» What is expected: Please give back word for word the lines below, from the first one through the one with "onto the frame.".

Saved data entries:
----

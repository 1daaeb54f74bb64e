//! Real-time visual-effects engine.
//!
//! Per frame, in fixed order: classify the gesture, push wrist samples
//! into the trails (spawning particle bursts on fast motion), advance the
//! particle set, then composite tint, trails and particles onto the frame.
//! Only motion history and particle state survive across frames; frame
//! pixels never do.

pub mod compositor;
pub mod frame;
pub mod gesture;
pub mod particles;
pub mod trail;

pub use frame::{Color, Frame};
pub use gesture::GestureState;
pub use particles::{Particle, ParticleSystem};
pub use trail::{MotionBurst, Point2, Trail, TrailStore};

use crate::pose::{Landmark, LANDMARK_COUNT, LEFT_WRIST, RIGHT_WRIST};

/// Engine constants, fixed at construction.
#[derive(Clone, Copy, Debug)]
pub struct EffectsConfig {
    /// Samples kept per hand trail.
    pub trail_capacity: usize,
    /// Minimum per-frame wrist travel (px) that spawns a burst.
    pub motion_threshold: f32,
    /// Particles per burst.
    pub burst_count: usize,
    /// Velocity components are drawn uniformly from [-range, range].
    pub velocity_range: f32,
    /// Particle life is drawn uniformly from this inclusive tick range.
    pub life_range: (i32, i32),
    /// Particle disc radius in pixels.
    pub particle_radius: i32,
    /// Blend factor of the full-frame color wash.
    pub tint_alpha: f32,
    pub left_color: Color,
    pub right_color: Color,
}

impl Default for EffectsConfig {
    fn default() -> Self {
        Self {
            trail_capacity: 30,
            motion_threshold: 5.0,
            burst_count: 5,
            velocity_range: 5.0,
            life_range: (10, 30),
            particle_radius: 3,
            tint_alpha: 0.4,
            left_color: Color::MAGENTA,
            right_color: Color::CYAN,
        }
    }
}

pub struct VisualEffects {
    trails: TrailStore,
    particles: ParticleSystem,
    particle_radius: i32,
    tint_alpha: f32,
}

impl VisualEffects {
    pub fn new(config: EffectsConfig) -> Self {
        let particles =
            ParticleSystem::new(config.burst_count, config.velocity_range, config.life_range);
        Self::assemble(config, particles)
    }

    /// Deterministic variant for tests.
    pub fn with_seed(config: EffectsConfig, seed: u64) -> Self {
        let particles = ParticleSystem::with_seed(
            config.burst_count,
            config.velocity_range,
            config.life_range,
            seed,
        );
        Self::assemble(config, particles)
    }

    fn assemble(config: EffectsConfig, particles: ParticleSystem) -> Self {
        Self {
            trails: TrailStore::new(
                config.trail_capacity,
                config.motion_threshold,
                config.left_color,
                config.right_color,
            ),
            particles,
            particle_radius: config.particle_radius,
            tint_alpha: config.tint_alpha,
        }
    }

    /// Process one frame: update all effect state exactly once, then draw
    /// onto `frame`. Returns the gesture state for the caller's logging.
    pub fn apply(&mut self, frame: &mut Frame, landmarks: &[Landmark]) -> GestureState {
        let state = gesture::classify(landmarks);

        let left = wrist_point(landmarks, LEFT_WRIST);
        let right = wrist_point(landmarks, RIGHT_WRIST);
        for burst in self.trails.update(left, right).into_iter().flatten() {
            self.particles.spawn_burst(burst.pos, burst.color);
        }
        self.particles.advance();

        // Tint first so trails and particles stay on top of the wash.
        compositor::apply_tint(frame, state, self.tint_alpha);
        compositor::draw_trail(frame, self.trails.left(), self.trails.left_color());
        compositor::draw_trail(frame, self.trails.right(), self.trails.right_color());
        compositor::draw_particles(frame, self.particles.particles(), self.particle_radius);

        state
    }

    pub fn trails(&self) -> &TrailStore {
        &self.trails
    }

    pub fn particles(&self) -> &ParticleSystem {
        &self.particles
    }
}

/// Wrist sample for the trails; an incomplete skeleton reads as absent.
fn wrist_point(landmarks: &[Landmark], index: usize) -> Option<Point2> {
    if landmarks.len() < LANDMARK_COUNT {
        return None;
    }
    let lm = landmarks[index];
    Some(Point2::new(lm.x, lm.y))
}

----

» Response to the task:
repository 1daaeb54f74bb64e
//! Real-time visual-effects engine.
//!
//! Per frame, in fixed order: classify the gesture, push wrist samples
//! into the trails (spawning particle bursts on fast motion), advance the
//! particle set, then composite tint, trails and particles onto the frame.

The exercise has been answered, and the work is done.